(Saved entries)
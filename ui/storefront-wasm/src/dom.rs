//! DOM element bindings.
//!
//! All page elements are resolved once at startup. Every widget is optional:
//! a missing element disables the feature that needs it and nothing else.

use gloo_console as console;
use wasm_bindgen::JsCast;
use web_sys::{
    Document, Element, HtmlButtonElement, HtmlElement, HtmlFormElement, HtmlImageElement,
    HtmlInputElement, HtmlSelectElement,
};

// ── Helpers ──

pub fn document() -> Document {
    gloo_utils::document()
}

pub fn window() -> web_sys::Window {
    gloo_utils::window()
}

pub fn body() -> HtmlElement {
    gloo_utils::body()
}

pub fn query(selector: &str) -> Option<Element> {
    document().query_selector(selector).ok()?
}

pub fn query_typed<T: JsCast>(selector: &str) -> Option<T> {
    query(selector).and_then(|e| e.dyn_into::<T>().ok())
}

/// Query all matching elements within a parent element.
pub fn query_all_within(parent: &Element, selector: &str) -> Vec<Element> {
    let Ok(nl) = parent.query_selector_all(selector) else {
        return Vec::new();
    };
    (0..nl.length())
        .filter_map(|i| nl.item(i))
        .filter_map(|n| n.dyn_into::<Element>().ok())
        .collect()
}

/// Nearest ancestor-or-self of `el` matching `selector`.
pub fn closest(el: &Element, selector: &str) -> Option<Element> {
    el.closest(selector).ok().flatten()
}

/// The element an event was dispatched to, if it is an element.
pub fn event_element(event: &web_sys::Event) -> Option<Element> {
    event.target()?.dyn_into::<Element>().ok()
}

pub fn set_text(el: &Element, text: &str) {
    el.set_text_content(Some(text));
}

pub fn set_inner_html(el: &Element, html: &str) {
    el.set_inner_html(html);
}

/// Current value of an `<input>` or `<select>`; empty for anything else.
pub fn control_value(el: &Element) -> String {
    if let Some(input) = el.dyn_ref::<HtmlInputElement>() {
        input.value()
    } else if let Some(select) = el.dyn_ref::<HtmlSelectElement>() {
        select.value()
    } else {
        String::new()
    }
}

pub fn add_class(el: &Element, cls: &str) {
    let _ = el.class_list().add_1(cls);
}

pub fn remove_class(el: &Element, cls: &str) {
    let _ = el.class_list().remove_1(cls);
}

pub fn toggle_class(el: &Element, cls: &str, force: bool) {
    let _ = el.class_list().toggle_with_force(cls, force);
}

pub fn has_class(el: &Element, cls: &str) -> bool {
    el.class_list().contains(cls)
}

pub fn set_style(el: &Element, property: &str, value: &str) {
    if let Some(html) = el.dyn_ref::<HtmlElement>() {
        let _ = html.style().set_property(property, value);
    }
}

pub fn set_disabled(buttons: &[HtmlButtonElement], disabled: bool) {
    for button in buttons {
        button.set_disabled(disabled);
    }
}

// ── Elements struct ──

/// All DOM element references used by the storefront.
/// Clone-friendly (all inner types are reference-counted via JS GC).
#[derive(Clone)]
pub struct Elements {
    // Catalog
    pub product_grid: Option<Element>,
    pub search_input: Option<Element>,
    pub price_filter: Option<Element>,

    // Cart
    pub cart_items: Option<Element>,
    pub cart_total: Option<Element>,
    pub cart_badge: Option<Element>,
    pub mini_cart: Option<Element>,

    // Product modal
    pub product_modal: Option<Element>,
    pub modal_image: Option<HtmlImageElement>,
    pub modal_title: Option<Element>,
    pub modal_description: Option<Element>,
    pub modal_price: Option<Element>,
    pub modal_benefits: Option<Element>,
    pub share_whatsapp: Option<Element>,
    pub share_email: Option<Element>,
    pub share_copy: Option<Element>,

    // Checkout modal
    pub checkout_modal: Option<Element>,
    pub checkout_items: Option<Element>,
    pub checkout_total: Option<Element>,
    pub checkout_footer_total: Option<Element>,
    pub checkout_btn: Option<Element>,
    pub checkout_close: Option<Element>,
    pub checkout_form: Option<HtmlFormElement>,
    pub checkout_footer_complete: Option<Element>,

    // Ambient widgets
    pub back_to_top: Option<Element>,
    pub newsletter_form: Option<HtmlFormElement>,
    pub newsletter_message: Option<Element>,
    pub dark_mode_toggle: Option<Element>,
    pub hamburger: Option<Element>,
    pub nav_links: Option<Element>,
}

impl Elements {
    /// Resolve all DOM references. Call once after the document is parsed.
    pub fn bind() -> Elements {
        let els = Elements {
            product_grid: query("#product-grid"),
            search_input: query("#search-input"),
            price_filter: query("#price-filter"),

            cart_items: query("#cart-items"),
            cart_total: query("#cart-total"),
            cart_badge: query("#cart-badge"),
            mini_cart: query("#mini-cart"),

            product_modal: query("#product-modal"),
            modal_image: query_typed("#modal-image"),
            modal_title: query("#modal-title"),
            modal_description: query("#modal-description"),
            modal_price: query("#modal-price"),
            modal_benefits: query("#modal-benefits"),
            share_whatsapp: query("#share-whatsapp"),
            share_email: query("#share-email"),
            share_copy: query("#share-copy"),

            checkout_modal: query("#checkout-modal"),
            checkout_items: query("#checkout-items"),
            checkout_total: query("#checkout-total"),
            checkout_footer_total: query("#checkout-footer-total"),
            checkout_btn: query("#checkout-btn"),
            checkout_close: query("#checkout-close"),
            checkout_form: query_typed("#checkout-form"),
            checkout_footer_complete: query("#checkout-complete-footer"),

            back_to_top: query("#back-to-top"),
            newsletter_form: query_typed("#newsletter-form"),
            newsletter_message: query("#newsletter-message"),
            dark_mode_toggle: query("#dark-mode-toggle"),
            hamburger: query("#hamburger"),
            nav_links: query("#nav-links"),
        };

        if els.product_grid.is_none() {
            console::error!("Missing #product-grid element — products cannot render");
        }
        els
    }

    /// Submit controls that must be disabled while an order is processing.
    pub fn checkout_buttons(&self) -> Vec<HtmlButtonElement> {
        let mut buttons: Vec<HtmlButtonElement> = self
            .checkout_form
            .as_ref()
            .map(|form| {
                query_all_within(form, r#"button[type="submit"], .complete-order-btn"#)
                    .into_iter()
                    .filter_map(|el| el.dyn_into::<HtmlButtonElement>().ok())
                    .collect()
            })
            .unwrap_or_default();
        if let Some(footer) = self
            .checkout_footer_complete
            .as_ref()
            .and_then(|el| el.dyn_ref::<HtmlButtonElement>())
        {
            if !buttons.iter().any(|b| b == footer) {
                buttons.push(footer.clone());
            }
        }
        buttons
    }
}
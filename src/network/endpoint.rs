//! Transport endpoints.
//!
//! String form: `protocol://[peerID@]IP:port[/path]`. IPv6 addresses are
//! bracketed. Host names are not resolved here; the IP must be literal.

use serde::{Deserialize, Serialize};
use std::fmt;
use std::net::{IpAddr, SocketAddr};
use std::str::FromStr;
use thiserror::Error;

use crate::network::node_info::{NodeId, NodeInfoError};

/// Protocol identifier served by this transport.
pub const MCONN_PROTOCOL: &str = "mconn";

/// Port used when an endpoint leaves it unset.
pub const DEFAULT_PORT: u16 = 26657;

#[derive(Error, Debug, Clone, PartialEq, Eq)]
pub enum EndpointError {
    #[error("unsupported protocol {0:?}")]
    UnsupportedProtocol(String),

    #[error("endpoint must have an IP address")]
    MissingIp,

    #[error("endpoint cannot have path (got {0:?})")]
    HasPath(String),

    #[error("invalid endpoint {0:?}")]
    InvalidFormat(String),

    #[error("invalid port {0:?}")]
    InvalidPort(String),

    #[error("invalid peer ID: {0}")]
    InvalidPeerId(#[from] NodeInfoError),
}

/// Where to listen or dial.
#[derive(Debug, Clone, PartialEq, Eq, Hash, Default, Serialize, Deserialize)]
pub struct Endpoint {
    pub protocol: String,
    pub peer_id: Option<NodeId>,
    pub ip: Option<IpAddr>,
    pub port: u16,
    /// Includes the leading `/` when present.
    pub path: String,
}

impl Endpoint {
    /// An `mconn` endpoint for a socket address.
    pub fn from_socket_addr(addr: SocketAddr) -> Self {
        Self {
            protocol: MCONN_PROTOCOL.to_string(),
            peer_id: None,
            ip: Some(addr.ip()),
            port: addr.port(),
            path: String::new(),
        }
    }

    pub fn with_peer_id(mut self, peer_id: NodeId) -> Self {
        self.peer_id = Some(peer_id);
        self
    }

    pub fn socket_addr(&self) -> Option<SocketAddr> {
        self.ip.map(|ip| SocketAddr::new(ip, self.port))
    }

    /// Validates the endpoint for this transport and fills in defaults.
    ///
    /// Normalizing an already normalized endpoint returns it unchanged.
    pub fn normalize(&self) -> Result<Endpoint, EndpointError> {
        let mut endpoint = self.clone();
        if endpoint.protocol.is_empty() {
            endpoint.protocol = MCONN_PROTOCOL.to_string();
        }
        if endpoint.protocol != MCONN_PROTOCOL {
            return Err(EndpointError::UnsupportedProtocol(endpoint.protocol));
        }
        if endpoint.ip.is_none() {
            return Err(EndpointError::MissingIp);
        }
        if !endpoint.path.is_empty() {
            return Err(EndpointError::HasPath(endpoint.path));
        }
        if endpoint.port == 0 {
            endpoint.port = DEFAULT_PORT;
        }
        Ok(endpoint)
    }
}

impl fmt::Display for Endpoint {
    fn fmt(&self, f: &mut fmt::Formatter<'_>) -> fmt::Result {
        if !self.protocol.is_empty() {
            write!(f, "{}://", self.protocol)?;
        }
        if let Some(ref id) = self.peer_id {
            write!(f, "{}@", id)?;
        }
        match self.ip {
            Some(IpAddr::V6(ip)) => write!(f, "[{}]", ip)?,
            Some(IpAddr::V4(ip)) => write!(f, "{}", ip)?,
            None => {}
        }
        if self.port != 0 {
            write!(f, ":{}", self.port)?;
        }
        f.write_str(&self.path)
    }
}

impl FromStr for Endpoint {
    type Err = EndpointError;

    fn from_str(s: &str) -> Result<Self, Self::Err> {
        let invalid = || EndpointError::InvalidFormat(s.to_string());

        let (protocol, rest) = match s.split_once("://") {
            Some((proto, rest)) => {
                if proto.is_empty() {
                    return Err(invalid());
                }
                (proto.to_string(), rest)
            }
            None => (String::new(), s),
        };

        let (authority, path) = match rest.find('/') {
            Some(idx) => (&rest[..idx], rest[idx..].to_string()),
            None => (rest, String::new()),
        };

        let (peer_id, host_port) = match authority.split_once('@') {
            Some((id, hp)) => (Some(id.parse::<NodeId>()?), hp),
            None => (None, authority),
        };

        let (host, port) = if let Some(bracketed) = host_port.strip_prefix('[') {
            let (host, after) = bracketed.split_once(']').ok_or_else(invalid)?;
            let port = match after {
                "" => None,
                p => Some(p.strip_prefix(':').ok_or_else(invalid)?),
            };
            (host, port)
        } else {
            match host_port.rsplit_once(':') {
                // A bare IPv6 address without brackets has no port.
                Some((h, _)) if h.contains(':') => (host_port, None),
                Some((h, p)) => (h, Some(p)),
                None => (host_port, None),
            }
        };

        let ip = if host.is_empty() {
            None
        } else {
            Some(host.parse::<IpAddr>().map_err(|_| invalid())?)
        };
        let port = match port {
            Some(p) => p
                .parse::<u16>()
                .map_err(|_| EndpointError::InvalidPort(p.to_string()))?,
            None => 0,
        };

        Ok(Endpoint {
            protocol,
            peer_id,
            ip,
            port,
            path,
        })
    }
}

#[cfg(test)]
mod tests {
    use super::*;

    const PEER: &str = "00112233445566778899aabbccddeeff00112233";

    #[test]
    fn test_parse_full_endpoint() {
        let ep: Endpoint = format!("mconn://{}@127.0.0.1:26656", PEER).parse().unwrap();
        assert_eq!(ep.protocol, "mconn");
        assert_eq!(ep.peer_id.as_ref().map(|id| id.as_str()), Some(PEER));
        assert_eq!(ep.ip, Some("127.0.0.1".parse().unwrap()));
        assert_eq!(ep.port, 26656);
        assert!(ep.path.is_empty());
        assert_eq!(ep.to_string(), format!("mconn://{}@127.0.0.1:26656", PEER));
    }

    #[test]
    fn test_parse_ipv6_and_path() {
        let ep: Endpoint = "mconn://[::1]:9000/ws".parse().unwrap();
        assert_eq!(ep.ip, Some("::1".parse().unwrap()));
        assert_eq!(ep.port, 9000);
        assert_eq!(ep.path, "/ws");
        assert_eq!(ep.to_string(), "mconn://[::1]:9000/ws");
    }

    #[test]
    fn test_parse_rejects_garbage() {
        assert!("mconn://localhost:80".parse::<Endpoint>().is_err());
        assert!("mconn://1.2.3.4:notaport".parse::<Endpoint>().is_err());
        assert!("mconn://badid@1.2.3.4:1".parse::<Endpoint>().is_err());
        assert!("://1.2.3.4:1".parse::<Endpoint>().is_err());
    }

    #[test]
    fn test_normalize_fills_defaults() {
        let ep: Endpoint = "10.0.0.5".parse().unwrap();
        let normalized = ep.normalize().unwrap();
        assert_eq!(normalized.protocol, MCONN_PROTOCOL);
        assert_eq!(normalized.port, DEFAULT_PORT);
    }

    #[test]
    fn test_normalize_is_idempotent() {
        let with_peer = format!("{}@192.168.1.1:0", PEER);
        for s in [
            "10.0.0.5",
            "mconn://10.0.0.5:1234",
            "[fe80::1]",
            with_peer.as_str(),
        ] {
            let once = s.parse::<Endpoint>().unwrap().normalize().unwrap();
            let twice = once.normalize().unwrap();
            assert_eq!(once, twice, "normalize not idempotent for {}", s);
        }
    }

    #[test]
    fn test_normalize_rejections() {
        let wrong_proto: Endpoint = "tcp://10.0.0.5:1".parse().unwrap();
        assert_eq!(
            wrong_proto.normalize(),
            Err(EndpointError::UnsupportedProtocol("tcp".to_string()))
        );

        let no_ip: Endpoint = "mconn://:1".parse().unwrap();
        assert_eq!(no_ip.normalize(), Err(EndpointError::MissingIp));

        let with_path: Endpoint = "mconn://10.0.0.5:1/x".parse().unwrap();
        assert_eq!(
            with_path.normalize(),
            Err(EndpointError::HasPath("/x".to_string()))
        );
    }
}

__REQUIRED WORK__:
Please reproduce the lines from the line with "fn fmt(&self, f: &mut" to the line with "fn from_str(s: &str)", both ends included, exactly as they appear above.

__RESULT OF THE EXERCISE__:
    fn fmt(&self, f: &mut fmt::Formatter<'_>) -> fmt::Result {
        if !self.protocol.is_empty() {
            write!(f, "{}://", self.protocol)?;
        }
        if let Some(ref id) = self.peer_id {
            write!(f, "{}@", id)?;
        }
        match self.ip {
            Some(IpAddr::V6(ip)) => write!(f, "[{}]", ip)?,
            Some(IpAddr::V4(ip)) => write!(f, "{}", ip)?,
            None => {}
        }
        if self.port != 0 {
            write!(f, ":{}", self.port)?;
        }
        f.write_str(&self.path)
    }
}

impl FromStr for Endpoint {
    type Err = EndpointError;

    fn from_str(s: &str) -> Result<Self, Self::Err> {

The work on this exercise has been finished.